■ Work instructions
What is needed is a copy of each line in the listing that contains "ScrollIntoViewOptions".

■ Data records

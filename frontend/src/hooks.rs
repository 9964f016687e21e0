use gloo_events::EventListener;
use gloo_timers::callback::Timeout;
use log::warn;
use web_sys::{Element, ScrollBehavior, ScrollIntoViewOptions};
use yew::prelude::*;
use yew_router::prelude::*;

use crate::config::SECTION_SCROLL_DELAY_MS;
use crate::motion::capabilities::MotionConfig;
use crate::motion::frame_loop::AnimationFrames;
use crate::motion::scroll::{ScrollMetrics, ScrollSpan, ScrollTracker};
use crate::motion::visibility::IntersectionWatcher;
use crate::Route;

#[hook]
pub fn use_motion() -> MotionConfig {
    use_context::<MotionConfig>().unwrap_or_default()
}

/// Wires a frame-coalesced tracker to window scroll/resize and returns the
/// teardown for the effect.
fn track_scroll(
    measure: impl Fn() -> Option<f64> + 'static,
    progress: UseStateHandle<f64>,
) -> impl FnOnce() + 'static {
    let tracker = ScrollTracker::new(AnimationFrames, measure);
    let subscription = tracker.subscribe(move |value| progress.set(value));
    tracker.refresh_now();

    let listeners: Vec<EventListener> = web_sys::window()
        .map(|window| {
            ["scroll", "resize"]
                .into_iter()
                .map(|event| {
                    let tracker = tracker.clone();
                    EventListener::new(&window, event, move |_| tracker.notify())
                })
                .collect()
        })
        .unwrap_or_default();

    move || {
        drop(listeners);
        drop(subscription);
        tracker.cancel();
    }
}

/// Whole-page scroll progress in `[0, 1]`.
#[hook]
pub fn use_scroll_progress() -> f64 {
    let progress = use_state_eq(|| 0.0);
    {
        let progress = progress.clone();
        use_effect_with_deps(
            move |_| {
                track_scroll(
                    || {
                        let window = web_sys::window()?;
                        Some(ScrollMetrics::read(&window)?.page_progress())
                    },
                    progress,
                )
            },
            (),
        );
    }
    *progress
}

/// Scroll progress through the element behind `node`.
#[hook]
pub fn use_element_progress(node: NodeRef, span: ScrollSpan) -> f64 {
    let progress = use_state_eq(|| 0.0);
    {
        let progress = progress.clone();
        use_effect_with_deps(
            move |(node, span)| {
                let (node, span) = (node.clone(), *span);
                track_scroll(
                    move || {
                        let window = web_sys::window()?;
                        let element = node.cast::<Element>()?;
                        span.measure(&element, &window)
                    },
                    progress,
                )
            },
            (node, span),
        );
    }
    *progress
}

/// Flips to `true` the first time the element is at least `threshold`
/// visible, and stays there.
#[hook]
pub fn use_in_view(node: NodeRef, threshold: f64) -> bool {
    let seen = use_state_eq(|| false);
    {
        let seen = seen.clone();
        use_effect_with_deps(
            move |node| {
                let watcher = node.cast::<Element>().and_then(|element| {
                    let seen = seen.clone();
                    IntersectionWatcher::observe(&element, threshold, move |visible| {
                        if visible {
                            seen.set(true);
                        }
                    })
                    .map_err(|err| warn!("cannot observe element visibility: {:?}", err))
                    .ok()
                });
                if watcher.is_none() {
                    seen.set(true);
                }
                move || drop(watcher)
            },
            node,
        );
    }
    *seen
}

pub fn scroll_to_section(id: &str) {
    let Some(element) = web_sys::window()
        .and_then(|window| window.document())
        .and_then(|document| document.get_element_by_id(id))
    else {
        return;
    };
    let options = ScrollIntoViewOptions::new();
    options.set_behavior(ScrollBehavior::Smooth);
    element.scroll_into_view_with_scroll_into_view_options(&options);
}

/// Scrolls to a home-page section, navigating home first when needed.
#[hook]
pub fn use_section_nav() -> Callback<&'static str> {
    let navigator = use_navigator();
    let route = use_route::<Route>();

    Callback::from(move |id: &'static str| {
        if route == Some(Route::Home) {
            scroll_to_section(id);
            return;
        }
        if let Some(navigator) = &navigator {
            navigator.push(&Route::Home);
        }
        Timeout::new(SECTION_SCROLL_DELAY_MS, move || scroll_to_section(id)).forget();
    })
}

---

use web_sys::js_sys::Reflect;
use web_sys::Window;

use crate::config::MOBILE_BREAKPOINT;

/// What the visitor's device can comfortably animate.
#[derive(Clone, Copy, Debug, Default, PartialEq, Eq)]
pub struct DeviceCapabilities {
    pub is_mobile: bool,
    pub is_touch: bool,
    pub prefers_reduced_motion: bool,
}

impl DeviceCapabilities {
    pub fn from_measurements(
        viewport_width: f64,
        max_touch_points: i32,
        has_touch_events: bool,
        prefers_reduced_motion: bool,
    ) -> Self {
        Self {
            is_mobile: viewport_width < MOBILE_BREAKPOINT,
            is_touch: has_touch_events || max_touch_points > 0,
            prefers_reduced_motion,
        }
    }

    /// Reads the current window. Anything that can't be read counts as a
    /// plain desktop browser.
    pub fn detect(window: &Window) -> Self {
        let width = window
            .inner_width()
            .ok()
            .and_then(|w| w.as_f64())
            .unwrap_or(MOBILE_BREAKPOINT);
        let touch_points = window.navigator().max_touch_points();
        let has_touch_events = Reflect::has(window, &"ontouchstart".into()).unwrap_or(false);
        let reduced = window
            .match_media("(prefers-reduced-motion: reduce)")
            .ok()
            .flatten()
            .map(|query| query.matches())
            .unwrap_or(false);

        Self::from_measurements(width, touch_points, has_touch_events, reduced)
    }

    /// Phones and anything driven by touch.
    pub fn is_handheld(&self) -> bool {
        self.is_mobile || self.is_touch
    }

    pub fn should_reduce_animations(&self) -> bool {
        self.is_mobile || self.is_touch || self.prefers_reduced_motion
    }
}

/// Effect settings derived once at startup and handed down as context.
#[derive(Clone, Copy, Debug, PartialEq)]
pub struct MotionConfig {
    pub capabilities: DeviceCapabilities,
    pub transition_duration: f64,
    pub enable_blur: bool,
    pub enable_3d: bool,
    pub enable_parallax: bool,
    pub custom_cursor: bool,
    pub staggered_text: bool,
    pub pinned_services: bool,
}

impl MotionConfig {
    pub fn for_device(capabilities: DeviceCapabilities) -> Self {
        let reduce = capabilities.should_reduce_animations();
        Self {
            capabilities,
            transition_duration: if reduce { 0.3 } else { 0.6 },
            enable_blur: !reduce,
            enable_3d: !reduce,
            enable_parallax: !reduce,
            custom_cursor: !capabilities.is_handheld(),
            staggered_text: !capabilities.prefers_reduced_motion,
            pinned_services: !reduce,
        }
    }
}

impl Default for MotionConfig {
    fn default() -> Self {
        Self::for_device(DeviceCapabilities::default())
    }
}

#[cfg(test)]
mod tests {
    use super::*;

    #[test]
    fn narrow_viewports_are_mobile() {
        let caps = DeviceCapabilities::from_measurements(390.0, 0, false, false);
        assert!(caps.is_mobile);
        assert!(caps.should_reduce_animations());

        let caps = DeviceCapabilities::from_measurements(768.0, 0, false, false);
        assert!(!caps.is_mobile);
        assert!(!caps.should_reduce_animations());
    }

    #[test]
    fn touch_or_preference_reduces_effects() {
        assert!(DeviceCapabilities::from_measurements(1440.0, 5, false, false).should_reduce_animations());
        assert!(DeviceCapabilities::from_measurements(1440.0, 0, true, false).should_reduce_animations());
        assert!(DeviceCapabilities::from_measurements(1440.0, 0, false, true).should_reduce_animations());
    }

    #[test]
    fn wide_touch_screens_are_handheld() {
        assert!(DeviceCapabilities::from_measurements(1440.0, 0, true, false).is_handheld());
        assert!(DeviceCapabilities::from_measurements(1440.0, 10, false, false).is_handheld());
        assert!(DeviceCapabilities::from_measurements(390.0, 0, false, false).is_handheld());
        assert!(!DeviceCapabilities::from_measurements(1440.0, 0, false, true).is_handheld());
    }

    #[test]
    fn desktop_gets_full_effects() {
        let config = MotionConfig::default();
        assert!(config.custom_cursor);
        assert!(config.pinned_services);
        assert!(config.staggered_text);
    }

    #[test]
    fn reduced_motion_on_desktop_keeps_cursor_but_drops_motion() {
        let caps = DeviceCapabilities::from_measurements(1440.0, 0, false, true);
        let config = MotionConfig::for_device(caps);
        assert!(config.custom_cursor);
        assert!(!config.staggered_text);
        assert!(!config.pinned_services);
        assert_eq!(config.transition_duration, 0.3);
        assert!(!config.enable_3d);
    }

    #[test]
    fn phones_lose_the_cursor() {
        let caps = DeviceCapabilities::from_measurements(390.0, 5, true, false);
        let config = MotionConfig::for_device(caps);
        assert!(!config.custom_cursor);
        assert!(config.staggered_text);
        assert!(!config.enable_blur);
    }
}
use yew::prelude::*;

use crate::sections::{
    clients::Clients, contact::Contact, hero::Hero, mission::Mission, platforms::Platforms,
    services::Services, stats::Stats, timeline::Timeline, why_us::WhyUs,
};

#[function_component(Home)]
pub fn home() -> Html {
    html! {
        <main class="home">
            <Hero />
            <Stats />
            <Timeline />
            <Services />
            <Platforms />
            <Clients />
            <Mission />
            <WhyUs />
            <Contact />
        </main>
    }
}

■ Written answer
use web_sys::{Element, ScrollBehavior, ScrollIntoViewOptions};
    let options = ScrollIntoViewOptions::new();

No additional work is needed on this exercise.